- _WORK TO BE COMPLETED_
Could you repeat, word for word, only the lines from the one containing "pub enum GraphicsError" through the final line of the records below?
--- DATA TO USE ---
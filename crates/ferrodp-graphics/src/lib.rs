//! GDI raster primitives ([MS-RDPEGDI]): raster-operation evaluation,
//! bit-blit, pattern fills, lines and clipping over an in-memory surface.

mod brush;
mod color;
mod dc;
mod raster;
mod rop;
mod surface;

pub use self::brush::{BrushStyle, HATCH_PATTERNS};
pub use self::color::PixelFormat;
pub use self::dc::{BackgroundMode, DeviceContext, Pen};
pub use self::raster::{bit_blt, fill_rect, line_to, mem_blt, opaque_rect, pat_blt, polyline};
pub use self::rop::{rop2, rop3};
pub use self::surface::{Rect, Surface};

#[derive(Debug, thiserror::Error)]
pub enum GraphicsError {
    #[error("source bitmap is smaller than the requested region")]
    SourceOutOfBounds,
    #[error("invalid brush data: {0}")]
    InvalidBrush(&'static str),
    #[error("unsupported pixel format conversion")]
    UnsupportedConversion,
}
---
- _YOUR RESPONSE_
pub enum GraphicsError {
    #[error("source bitmap is smaller than the requested region")]
    SourceOutOfBounds,
    #[error("invalid brush data: {0}")]
    InvalidBrush(&'static str),
    #[error("unsupported pixel format conversion")]
    UnsupportedConversion,
}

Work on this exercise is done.